The Migration That Broke Production

schema-migration database zero-downtime postgresql mysql

The Migration That Broke Production

ALTER TABLE on 400M rows. It locks. Everything downstream times out. You learn about online schema migration the hard way.

⏱ 12 min read📐 Intermediate🔒 Schema Migration

It’s 3:17 AM on a Wednesday. Jana, a senior backend engineer, has been asleep for exactly 47 minutes when her phone goes off. Every API endpoint on the dashboard is red - users.get, orders.create, auth.verify. All 504. The error rate has been climbing for 41 minutes. She drills into the slow query log and finds it immediately: a single ALTER TABLE accounts ADD COLUMN last_login_at TIMESTAMP NULL that has been running since 10:36 PM. It isn’t slow.

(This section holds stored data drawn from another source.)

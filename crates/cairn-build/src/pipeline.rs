//! Build pipelines

use crate::profile::evaluate;
use cairn_asset::DistributionSettings;
use cairn_core::{path, CairnError, CatalogDocument, CatalogEntry, Result};
use std::fs;
use std::path::{Path, PathBuf};
use tracing::{debug, info};

/// What a build produced
#[derive(Debug, Clone, PartialEq, Eq)]
pub struct BuildReport {
    pub catalog_path: PathBuf,
    pub locator_id: String,
    pub entries: usize,
}

/// Packages the included groups of the distribution settings
pub trait BuildPipeline {
    /// Remove intermediate build state
    fn clean(&mut self) -> Result<()>;

    fn build(&mut self, settings: &DistributionSettings, version_code: &str)
        -> Result<BuildReport>;
}

/// Copies included content next to a JSON catalog under the output directory
///
/// Output layout below `<output>/<remote catalog build path>`:
/// `catalog_<version>.json` and `content/<version>/<group>/<file>`.
/// Everything is assembled in `<output>/.staging` first and moved into place
/// once the whole build succeeded.
#[derive(Debug, Clone)]
pub struct CatalogPipeline {
    asset_root: PathBuf,
    output: PathBuf,
}

impl CatalogPipeline {
    pub fn new<A: AsRef<Path>, O: AsRef<Path>>(asset_root: A, output: O) -> Self {
        Self {
            asset_root: asset_root.as_ref().to_path_buf(),
            output: output.as_ref().to_path_buf(),
        }
    }

    fn staging_dir(&self) -> PathBuf {
        self.output.join(".staging")
    }

    fn collect_entries(
        &self,
        settings: &DistributionSettings,
        version_code: &str,
        staging: &Path,
    ) -> Result<Vec<CatalogEntry>> {
        let mut entries = Vec::new();

        for group in settings.groups.iter().filter(|g| g.is_valid()) {
            let included = group.schema.as_ref().is_some_and(|s| s.include_in_build);
            if !included {
                continue;
            }

            for entry in &group.entries {
                let source = self.asset_root.join(&entry.asset_path);
                if !source.is_file() {
                    return Err(CairnError::BuildError(format!(
                        "asset \"{}\" in group \"{}\" does not exist",
                        entry.asset_path, group.name
                    )));
                }

                let relative = format!(
                    "content/{}/{}/{}",
                    version_code,
                    group.name,
                    path::asset_name(&entry.asset_path, true)?
                );
                let staged = staging.join(&relative);
                if let Some(parent) = staged.parent() {
                    fs::create_dir_all(parent)?;
                }
                fs::copy(&source, &staged)?;
                debug!(address = %entry.address, path = %relative, "staged");

                entries.push(CatalogEntry {
                    address: entry.address.clone(),
                    path: relative,
                    group: group.name.clone(),
                    labels: entry.labels.iter().cloned().collect(),
                });
            }
        }

        Ok(entries)
    }
}

impl BuildPipeline for CatalogPipeline {
    fn clean(&mut self) -> Result<()> {
        let staging = self.staging_dir();
        if staging.exists() {
            fs::remove_dir_all(&staging)?;
            debug!(path = %staging.display(), "removed staging directory");
        }
        Ok(())
    }

    fn build(
        &mut self,
        settings: &DistributionSettings,
        version_code: &str,
    ) -> Result<BuildReport> {
        let build_path = settings.remote_catalog_build_path.as_deref().ok_or_else(|| {
            CairnError::BuildError(
                "no remote catalog build path; no group matches the build profile".to_string(),
            )
        })?;
        let target = self.output.join(evaluate(settings, build_path, version_code));
        let staging = self.staging_dir();

        let entries = self.collect_entries(settings, version_code, &staging)?;
        let catalog_name = format!("catalog_{}.json", version_code);
        let document = CatalogDocument {
            locator_id: format!("{}/{}", build_path, catalog_name),
            version_code: version_code.to_string(),
            entries,
        };
        document.save(&staging.join(&catalog_name))?;

        let content = Path::new("content").join(version_code);
        let final_content = target.join(&content);
        if final_content.exists() {
            fs::remove_dir_all(&final_content)?;
        }
        if let Some(parent) = final_content.parent() {
            fs::create_dir_all(parent)?;
        }
        if staging.join(&content).exists() {
            fs::rename(staging.join(&content), &final_content)?;
        }
        let catalog_path = target.join(&catalog_name);
        fs::rename(staging.join(&catalog_name), &catalog_path)?;

        info!(
            catalog = %catalog_path.display(),
            entries = document.entries.len(),
            "catalog built"
        );
        Ok(BuildReport {
            catalog_path,
            locator_id: document.locator_id,
            entries: document.entries.len(),
        })
    }
}

#[cfg(test)]
mod tests {
    use super::*;
    use cairn_asset::{BundleSchema, DistributionGroup};
    use cairn_core::ContentHash;

    struct TempDir(PathBuf);

    impl TempDir {
        fn new() -> Self {
            let dir = std::env::temp_dir().join(format!("cairn_test_{}", uuid::Uuid::new_v4()));
            fs::create_dir_all(&dir).unwrap();
            Self(dir)
        }

        fn write(&self, relative: &str) {
            let full = self.0.join(relative);
            fs::create_dir_all(full.parent().unwrap()).unwrap();
            fs::write(full, relative).unwrap();
        }
    }

    impl Drop for TempDir {
        fn drop(&mut self) {
            fs::remove_dir_all(&self.0).ok();
        }
    }

    fn settings_with(paths: &[&str]) -> DistributionSettings {
        let mut settings = DistributionSettings::new();
        let mut group = DistributionGroup::new("Weapons");
        group.schema = Some(BundleSchema {
            build_path: "RemoteBuildPath".into(),
            load_path: "RemoteLoadPath".into(),
            include_in_build: true,
        });
        settings.groups.push(group);
        let mut excluded = DistributionGroup::new("Builtin");
        excluded.schema = Some(BundleSchema {
            build_path: "LocalBuildPath".into(),
            load_path: "LocalLoadPath".into(),
            include_in_build: false,
        });
        settings.groups.push(excluded);

        for asset_path in paths {
            let guid = ContentHash::for_asset_path(asset_path);
            settings.create_or_move_entry(guid, asset_path, "Weapons");
            let entry = settings.group_mut("Weapons").unwrap().entry_mut(&guid).unwrap();
            entry.address = path::address_for(asset_path, Some("wp_")).unwrap();
            entry.labels.insert("weapon".into());
        }
        settings
            .profile
            .insert("RemoteBuildPath".into(), "remote/[VersionCode]".into());
        settings.remote_catalog_build_path = Some("RemoteBuildPath".into());
        settings
    }

    #[test]
    fn test_build_writes_catalog_and_content() {
        let project = TempDir::new();
        project.write("Assets/Art/sword.png");
        let output = TempDir::new();
        let settings = settings_with(&["Assets/Art/sword.png"]);

        let mut pipeline = CatalogPipeline::new(&project.0, &output.0);
        let report = pipeline.build(&settings, "0.0.2").unwrap();

        assert_eq!(report.catalog_path, output.0.join("remote/0.0.2/catalog_0.0.2.json"));
        assert_eq!(report.entries, 1);

        let catalog = CatalogDocument::load(&report.catalog_path).unwrap();
        let entry = catalog.find("wp_sword").unwrap();
        assert_eq!(entry.group, "Weapons");
        assert_eq!(entry.labels, vec!["weapon"]);
        let content = report.catalog_path.parent().unwrap().join(&entry.path);
        assert_eq!(fs::read_to_string(content).unwrap(), "Assets/Art/sword.png");

        pipeline.clean().unwrap();
        assert!(!output.0.join(".staging").exists());
    }

    #[test]
    fn test_missing_asset_fails() {
        let project = TempDir::new();
        let output = TempDir::new();
        let settings = settings_with(&["Assets/Art/ghost.png"]);

        let mut pipeline = CatalogPipeline::new(&project.0, &output.0);
        assert!(matches!(
            pipeline.build(&settings, "0.0.2"),
            Err(CairnError::BuildError(_))
        ));
        assert!(!output.0.join("remote").exists());
    }

    #[test]
    fn test_build_without_profile_fails() {
        let project = TempDir::new();
        let output = TempDir::new();
        let mut settings = settings_with(&[]);
        settings.remote_catalog_build_path = None;

        let mut pipeline = CatalogPipeline::new(&project.0, &output.0);
        assert!(matches!(
            pipeline.build(&settings, "0.0.2"),
            Err(CairnError::BuildError(_))
        ));
    }
}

It’s holding an exclusive metadata lock on the accounts table, and every query that touches that table has been queueing behind it ever since.

The migration was kicked off by a developer who added the column, pushed the deploy script, watched the first progress line, and went to bed. Routine operation: add a nullable column, no default. On a table with 10,000 rows this finishes in under a second. On a table with 400 million rows, MySQL is doing a full in-place table rebuild - copying every row into a new structure before swapping. By the time Jana is paged, the copy is 73% done. Killing it means starting over. Not killing it means 13 more minutes of total outage.

She kills it. The connection queue drains. The APIs start responding. She writes “DO NOT RUN THIS MIGRATION” in Slack and spends the next hour learning what she should have done instead.

Database schemas change constantly. New columns, dropped columns, renamed indexes, type promotions - no production system stays frozen. The difference between a migration that runs silently in the background and one that takes down the site for an hour is a matter of technique, not willpower. This is the online schema migration problem: how do you restructure a live table without stopping the world?

Why This Happens

Most databases implement DDL operations - CREATE TABLE, ALTER TABLE, DROP INDEX - as metadata-level changes that require exclusive ownership of the affected object. The specific behavior differs between MySQL and PostgreSQL, but the failure mode is identical at scale.

In MySQL’s InnoDB, many ALTER TABLE variants trigger what the engine calls an in-place rebuild: the original table is copied row by row into a new internal structure, then the old table is discarded. During this copy, the engine holds a metadata lock that blocks conflicting DML - inserts, updates, and deletes - from committing. It isn’t that your queries are being refused. They’re being queued. And those queued queries hold database connections. And the connection pool has a ceiling. When that ceiling is hit, new requests aren’t even queued - they fail immediately.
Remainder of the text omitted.